> _BRIEF_: The records below hold a stretch from the line with "let mut args" through the line with "let unterminated = ||"; return exactly those lines, ends included, and nothing more.

--- DATASET RECORDS ---

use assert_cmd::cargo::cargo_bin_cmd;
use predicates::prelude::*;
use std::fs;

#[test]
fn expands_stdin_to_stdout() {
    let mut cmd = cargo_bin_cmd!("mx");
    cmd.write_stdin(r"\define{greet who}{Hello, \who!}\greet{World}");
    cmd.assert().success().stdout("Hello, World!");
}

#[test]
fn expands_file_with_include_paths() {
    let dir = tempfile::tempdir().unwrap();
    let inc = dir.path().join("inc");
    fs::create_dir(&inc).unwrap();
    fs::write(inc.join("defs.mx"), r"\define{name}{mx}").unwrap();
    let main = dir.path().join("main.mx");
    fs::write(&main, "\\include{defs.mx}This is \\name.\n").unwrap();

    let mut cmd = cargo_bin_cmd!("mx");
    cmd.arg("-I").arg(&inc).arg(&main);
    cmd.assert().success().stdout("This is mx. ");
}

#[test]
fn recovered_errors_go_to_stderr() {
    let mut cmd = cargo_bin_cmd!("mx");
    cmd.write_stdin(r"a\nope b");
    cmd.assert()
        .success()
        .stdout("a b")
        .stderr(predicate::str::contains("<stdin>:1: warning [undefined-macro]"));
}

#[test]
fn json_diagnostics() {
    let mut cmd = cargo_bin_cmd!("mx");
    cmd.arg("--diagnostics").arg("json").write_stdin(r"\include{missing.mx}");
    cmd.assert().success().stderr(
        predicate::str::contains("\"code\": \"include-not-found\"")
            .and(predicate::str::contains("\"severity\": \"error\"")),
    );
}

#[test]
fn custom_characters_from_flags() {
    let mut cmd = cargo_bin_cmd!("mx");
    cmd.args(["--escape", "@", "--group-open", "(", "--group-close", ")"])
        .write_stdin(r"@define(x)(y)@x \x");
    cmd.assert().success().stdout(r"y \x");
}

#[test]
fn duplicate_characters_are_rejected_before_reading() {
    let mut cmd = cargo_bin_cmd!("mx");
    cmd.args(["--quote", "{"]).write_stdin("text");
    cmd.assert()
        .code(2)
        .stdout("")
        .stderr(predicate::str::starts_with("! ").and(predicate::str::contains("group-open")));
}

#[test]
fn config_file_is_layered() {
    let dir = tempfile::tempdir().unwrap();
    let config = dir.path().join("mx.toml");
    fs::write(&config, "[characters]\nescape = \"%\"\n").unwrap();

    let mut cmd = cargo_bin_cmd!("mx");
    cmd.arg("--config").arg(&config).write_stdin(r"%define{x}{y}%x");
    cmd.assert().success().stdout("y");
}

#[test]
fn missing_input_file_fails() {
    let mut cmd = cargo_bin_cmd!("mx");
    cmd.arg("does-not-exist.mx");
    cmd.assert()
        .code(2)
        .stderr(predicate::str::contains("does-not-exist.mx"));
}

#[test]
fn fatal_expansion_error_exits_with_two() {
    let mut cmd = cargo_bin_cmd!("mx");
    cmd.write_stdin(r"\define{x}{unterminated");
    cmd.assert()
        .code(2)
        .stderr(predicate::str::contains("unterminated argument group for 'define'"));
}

---
--- DATASET RECORDS ---

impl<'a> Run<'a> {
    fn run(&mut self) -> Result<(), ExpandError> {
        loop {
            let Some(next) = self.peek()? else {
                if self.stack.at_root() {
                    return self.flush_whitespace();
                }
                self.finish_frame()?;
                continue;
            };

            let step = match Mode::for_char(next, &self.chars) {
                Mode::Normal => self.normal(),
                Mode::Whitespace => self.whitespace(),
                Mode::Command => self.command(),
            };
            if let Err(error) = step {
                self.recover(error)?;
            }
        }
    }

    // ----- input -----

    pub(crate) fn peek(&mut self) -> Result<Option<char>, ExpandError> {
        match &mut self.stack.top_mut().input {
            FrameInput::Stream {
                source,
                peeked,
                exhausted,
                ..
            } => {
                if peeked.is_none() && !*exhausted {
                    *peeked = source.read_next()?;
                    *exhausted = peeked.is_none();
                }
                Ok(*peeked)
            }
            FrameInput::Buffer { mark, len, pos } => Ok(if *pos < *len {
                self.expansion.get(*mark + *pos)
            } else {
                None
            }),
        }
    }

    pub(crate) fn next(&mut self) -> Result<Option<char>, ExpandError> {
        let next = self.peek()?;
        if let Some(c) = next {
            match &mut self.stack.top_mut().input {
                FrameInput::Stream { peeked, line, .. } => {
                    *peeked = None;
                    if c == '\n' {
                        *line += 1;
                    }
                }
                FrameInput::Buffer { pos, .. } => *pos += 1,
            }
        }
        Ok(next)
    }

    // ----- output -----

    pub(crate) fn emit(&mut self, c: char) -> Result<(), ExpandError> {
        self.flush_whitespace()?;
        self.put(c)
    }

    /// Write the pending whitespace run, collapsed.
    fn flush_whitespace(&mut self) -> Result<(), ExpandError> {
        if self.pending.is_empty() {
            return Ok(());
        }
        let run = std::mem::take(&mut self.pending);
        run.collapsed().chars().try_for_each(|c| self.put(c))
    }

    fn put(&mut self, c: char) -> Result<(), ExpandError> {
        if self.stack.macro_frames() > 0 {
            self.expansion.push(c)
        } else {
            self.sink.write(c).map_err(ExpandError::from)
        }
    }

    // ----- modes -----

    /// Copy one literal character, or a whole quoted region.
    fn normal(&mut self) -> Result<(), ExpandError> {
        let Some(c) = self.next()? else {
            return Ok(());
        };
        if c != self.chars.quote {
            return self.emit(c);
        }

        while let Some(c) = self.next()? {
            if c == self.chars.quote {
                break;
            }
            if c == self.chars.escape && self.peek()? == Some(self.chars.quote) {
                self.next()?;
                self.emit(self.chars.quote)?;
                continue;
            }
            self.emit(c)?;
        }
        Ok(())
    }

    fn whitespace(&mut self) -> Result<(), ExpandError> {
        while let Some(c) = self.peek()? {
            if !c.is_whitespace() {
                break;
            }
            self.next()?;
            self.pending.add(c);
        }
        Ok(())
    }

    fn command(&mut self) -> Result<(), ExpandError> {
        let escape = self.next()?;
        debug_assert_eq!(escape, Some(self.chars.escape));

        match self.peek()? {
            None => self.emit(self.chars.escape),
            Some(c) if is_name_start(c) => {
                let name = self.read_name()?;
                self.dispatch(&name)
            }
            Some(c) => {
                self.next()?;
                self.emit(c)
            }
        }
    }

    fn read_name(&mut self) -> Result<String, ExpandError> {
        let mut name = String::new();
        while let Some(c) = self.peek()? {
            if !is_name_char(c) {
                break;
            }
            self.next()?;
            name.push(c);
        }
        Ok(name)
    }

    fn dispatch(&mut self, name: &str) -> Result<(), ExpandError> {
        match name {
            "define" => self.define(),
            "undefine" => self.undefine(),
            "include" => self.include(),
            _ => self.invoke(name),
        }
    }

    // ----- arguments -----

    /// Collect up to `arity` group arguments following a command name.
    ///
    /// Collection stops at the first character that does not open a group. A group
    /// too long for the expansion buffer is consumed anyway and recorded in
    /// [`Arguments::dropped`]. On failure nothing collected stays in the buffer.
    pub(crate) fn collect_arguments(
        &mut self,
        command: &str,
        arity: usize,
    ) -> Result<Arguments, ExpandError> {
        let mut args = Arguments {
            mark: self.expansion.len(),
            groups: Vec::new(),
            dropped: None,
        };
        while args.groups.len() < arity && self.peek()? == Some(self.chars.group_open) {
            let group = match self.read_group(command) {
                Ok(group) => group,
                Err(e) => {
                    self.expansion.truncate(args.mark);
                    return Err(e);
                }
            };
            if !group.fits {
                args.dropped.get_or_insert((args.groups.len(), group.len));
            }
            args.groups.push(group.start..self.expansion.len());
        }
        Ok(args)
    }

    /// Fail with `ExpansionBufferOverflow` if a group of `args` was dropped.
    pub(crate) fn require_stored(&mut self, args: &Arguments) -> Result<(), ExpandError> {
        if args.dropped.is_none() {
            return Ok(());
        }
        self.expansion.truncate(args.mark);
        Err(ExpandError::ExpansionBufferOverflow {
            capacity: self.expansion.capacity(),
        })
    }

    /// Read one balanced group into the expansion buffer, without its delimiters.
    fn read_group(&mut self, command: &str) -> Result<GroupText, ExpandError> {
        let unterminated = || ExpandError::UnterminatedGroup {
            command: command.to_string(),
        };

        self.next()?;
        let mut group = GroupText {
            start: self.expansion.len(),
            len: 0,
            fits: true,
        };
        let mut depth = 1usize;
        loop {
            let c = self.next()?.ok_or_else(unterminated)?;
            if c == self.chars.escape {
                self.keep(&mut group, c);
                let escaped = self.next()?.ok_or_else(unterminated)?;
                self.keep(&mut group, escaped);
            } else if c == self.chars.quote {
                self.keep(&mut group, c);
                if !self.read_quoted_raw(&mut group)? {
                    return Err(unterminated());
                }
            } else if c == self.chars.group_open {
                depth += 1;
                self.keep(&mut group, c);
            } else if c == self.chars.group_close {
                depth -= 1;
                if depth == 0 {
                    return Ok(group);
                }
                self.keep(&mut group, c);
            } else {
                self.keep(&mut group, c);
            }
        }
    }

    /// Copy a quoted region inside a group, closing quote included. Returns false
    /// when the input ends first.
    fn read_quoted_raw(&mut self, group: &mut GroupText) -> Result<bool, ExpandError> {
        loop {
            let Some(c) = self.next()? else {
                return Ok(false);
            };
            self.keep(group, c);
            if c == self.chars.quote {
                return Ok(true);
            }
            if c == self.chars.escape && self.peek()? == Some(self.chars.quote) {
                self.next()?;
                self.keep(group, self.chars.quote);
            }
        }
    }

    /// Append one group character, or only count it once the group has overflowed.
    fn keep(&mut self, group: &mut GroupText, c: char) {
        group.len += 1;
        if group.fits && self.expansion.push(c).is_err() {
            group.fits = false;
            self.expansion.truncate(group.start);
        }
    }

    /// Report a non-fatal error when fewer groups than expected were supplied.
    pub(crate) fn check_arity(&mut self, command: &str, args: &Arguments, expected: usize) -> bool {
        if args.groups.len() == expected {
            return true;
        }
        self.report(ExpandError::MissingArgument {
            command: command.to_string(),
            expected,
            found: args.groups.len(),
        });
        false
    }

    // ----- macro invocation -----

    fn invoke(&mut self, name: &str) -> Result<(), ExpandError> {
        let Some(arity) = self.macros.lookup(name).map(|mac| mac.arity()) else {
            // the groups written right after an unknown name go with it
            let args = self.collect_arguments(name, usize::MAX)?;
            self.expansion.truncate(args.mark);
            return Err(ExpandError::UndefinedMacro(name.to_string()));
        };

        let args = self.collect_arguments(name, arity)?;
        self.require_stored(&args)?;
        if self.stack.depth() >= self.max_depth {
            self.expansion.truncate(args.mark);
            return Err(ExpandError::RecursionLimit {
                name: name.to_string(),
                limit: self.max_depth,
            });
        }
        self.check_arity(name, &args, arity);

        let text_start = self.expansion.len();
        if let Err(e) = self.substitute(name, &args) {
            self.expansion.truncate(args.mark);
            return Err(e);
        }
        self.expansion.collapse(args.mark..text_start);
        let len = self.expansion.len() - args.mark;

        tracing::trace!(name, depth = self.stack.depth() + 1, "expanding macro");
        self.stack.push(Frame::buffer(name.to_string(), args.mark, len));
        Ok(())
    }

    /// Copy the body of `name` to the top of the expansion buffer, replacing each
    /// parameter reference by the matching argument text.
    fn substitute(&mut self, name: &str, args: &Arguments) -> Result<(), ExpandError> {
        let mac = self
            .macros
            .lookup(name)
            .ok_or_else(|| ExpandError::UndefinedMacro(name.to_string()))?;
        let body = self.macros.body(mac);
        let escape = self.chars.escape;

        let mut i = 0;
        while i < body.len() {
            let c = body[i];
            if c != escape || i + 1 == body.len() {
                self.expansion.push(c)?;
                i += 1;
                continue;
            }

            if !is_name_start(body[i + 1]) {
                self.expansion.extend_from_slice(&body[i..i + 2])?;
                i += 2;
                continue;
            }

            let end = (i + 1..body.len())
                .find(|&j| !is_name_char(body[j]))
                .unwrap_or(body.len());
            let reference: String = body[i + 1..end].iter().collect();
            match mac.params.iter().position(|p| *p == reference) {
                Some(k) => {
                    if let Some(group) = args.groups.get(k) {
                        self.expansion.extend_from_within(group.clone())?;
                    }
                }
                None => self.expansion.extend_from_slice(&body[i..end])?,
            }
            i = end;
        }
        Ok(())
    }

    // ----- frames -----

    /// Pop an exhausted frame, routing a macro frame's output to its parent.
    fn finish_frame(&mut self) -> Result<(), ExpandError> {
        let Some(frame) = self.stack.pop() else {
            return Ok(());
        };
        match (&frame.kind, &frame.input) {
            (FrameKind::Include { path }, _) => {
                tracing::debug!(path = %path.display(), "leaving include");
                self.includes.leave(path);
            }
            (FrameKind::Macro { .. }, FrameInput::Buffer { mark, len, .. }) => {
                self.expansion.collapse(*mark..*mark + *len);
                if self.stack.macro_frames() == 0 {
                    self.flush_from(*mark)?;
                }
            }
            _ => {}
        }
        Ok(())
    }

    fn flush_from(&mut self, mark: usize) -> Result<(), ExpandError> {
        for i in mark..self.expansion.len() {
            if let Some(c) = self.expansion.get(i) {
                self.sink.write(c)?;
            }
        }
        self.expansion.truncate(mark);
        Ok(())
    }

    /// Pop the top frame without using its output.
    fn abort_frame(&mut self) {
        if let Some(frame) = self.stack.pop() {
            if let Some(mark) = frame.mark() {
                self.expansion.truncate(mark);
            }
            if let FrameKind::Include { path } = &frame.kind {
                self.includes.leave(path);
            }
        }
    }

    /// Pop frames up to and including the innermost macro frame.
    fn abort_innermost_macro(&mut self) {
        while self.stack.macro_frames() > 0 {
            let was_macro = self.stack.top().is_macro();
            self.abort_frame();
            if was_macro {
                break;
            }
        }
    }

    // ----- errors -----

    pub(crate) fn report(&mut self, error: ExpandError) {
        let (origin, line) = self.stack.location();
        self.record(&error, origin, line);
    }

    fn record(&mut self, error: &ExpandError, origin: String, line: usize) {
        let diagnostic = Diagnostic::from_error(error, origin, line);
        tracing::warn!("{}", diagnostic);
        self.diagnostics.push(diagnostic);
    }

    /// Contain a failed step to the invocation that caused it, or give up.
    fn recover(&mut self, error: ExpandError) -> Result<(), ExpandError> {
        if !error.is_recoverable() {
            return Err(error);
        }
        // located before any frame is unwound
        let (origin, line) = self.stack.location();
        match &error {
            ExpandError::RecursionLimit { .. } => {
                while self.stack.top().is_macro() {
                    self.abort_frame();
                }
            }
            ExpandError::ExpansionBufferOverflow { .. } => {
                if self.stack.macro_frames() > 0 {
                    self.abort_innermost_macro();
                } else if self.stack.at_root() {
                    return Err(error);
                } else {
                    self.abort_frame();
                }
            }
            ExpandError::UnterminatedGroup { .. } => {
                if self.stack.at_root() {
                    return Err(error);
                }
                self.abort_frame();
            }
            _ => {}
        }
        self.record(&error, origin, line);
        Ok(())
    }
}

---

> _SOLUTION BELOW_:
        let mut args = Arguments {
            mark: self.expansion.len(),
            groups: Vec::new(),
            dropped: None,
        };
        while args.groups.len() < arity && self.peek()? == Some(self.chars.group_open) {
            let group = match self.read_group(command) {
                Ok(group) => group,
                Err(e) => {
                    self.expansion.truncate(args.mark);
                    return Err(e);
                }
            };
            if !group.fits {
                args.dropped.get_or_insert((args.groups.len(), group.len));
            }
            args.groups.push(group.start..self.expansion.len());
        }
        Ok(args)
    }

    /// Fail with `ExpansionBufferOverflow` if a group of `args` was dropped.
    pub(crate) fn require_stored(&mut self, args: &Arguments) -> Result<(), ExpandError> {
        if args.dropped.is_none() {
            return Ok(());
        }
        self.expansion.truncate(args.mark);
        Err(ExpandError::ExpansionBufferOverflow {
            capacity: self.expansion.capacity(),
        })
    }

    /// Read one balanced group into the expansion buffer, without its delimiters.
    fn read_group(&mut self, command: &str) -> Result<GroupText, ExpandError> {
        let unterminated = || ExpandError::UnterminatedGroup {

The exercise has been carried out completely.